Among the possibilities for a random determination for condition ordering, a completely randomized design (Onghena & Edgington, 2005) entails that the conditions are randomly alternated without any restriction, but this could lead to problematic sequences such as AAAAABBBBB or AAABBBBBAA. Given that such sequences do not allow for a rapid alternation of conditions, other randomization techniques are more commonly used to select the ordering of conditions. In particular, a “random alternation with no condition repeating until all have been conducted” (Wolery et al., 2018, p. 304) describes block randomization (Ledford, 2018) or a randomized block design (Onghena & Edgington, 2005), in which all conditions are grouped in blocks and the order of conditions within each block is determined at random. For instance, sequences such as AB-BA-BA-AB-BA and BA-AB-BA-BA-AB can be obtained. A randomly determined sequence arising from an ATD with block randomization is equivalent to the N-of-1 trials used in the health sciences (Guyatt et al., 1990; Krone et al., 2020; Nikles & Mitchell, 2015), in which several random-order blocks are referred to as multiple crossovers. Another option is to use “random alternation with no more than two consecutive sessions in a single condition” (Wolery et al., 2018, p. 304). Such an ATD with restricted randomization could lead to a sequence such as ABBABAABAB or AABABBABBA, with the latter being impossible when using block randomization. An alternative procedure for determining the sequence is through counterbalancing (Barlow & Hayes, 1979; Kennedy, 2005), which is especially relevant if there are multiple conditions and participants. Counterbalancing enables different ordering of the conditions to be present for different participants. For instance, the sequence could be ABBABAAB for participant 1 and BAABABBA for participant 2.

Aims and Organization

In the remaining sections of this manuscript, the emphasis is placed on data analysis options for ATD data. In particular, we illustrate the use of several quantitative techniques as complements to (rather than substitutes for) visual analysis. Quantifications are highlighted in relation to the importance of increasing the objectivity of the assessment of intervention effectiveness (Cox & Friedel, 2020; Laraway et al., 2019), reducing difficulties with accurately identifying clear differences between ATD data paths (Kranak et al., 2021), and making ATD results more likely to meet the requirements for including the data in meta-analyses (Onghena et al., 2018). The descriptive quantifications of differences in treatment effects and the inferential techniques (i.e., a randomization test) are applicable to both ATDs with block randomization and restricted randomization. However, the quantifications for assessing the consistency of effects across blocks are only applicable to ATDs with block randomization assignment for the conditions. The analytical options the current manuscript focuses on are scattered across several texts published since 2018. This article is aimed at providing behavior analysts with additional data analytic options, using freely available web-based software.

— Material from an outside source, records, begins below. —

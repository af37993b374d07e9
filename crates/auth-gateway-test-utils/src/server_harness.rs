//! Mock auth server harness for integration tests
//!
//! Provides `TestAuthServer`, a wiremock server speaking the auth server's
//! operation paths, plus a gateway configured against it.

use crate::test_ids::{TEST_CLIENT_ID, TEST_CLIENT_PASSWORD, TEST_JWT_SECRET};
use crate::token_builders::sign_claims;
use auth_gateway::dispatcher::RetryPolicy;
use auth_gateway::secret::SecretString;
use auth_gateway::service_token::RenewalSchedule;
use auth_gateway::{AuthGateway, GatewayConfig};
use serde_json::{json, Value};
use std::time::Duration;
use wiremock::matchers::{body_partial_json, method, path};
use wiremock::{Mock, MockServer, Request, ResponseTemplate};

/// Mock auth server for integration tests.
///
/// # Example
/// ```rust,ignore
/// #[tokio::test]
/// async fn test_service_token_flow() {
///     let server = TestAuthServer::start().await;
///     server.mount_service_token(TEST_SERVICE_TOKEN_1, 3600).await;
///
///     let token = server.gateway().service_token().await.unwrap();
///     assert_eq!(token.expose_secret(), TEST_SERVICE_TOKEN_1);
/// }
/// ```
pub struct TestAuthServer {
    server: MockServer,
}

impl TestAuthServer {
    /// Start a fresh mock server on a random port.
    pub async fn start() -> Self {
        Self {
            server: MockServer::start().await,
        }
    }

    /// Base URL of the mock server.
    pub fn uri(&self) -> String {
        self.server.uri()
    }

    /// Underlying wiremock server, for mounting custom mocks.
    pub fn mock_server(&self) -> &MockServer {
        &self.server
    }

    /// Fully configured gateway settings pointing at this server.
    ///
    /// Uses `id` as the user id attribute and short timeouts.
    pub fn config(&self) -> GatewayConfig {
        GatewayConfig::new(
            self.uri(),
            TEST_CLIENT_ID.to_string(),
            SecretString::from(TEST_CLIENT_PASSWORD),
            SecretString::from(TEST_JWT_SECRET),
        )
        .with_attr_id("id")
        .with_timeouts(Duration::from_secs(1), Duration::from_millis(500))
    }

    /// Gateway built from [`TestAuthServer::config`] with fast retries.
    pub fn gateway(&self) -> AuthGateway {
        self.gateway_with(self.config())
    }

    /// Gateway built from `config` with fast retries.
    pub fn gateway_with(&self, config: GatewayConfig) -> AuthGateway {
        AuthGateway::with_policies(config, fast_retry_policy(), RenewalSchedule::default())
            .expect("test gateway configuration is valid")
    }

    /// Sign claims with the shared test secret.
    pub fn sign(&self, claims: &Value) -> String {
        sign_claims(claims, TEST_JWT_SECRET)
    }

    /// Answer `get_service_token` with `token`, valid for `lifetime_secs`.
    pub async fn mount_service_token(&self, token: &str, lifetime_secs: i64) {
        let body = self.sign(&json!({
            "service_token": token,
            "exp": chrono::Utc::now().timestamp() + lifetime_secs,
        }));
        Mock::given(method("POST"))
            .and(path("/get_service_token"))
            .respond_with(ResponseTemplate::new(200).set_body_string(body))
            .mount(&self.server)
            .await;
    }

    /// Answer `get_user` lookups for `login` with `record`.
    pub async fn mount_user(&self, login: &str, record: Value) {
        Mock::given(method("POST"))
            .and(path("/get_user"))
            .and(body_partial_json(json!({ "user": login })))
            .respond_with(ResponseTemplate::new(200).set_body_json(record))
            .mount(&self.server)
            .await;
    }

    /// Requests received on `operation`'s path.
    pub async fn requests_to(&self, operation: &str) -> Vec<Request> {
        let wanted = format!("/{operation}");
        self.server
            .received_requests()
            .await
            .unwrap_or_default()
            .into_iter()
            .filter(|request| request.url.path() == wanted)
            .collect()
    }

    /// JSON bodies of the requests received on `operation`'s path.
    pub async fn bodies_of(&self, operation: &str) -> Vec<Value> {
        self.requests_to(operation)
            .await
            .iter()
            .map(|request| request.body_json::<Value>().expect("request body is JSON"))
            .collect()
    }
}

/// Retry policy with millisecond pauses.
pub fn fast_retry_policy() -> RetryPolicy {
    RetryPolicy::default()
        .with_status_retries(3, Duration::from_millis(1))
        .with_transport_backoff(4, Duration::from_millis(10), Duration::from_secs(2))
}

In the following text, we first discuss visual analysis, several descriptive quantitative techniques, and one inferential statistical technique. Next, we provide potential advantages for the proposed quantifications that complement visual inspection of graphed ATD data. Third, in order to enhance the applicability of the techniques and to make possible the replication of the results presented, we describe several existing software for data analysis options. Finally, we illustrate these quantitative data analytic techniques with two previously published ATD data sets.

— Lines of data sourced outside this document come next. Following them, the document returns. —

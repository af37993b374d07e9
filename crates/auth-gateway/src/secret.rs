//! Secret types and log redaction helpers.
//!
//! Re-exports the [`secrecy`] types used for every credential the gateway
//! handles: the client password, the shared JWT secret and the service token.
//! `SecretString` redacts itself in `Debug`, so structs holding one can derive
//! `Debug` safely.
//!
//! ```rust
//! use auth_gateway::secret::{ExposeSecret, SecretString};
//!
//! #[derive(Debug)]
//! struct Credentials {
//!     client_id: String,
//!     client_password: SecretString,
//! }
//!
//! let creds = Credentials {
//!     client_id: "gateway".to_string(),
//!     client_password: SecretString::from("hunter2"),
//! };
//! assert!(!format!("{creds:?}").contains("hunter2"));
//! assert_eq!(creds.client_password.expose_secret(), "hunter2");
//! ```

pub use secrecy::{ExposeSecret, SecretString};

/// Number of leading characters of an issued token that may be logged.
pub const LOGGED_TOKEN_PREFIX_CHARS: usize = 10;

/// Maximum number of characters of a response body that may be logged.
pub const LOGGED_BODY_CHARS: usize = 256;

/// Short, log-safe prefix of a token: the first few characters and `...`.
#[must_use]
pub fn token_prefix(token: &str) -> String {
    let prefix: String = token.chars().take(LOGGED_TOKEN_PREFIX_CHARS).collect();
    format!("{prefix}...")
}

/// Truncate a response body for logging and error payloads.
#[must_use]
pub fn truncate_body(body: &str) -> String {
    if body.chars().count() <= LOGGED_BODY_CHARS {
        return body.to_string();
    }
    let head: String = body.chars().take(LOGGED_BODY_CHARS).collect();
    format!("{head}...")
}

Data Analysis Options for Alternating Treatment Design

Visual Analysis

Visual inspection has long been the first choice for investigators (Barlow et al., 2009; Sidman, 1960). The data analysis focuses on the degree to which the data path for one condition is differentiable from (and clearly superior to) the data path for the other condition (Ledford et al., 2019). The data paths are represented by lines connecting sessions within each condition of the ATD. Thus, visual analysis assesses the magnitude and consistency of the separation between conditions (Horner & Odom, 2014), also referred to as differentiation (Riley-Tillman et al., 2020) between the data paths (e.g., whether they cross or not and what is the vertical distance between them). This comparison usually incorporates consistency and level or magnitude of the difference in the dependent variable across the treatment conditions (Ledford et al., 2019).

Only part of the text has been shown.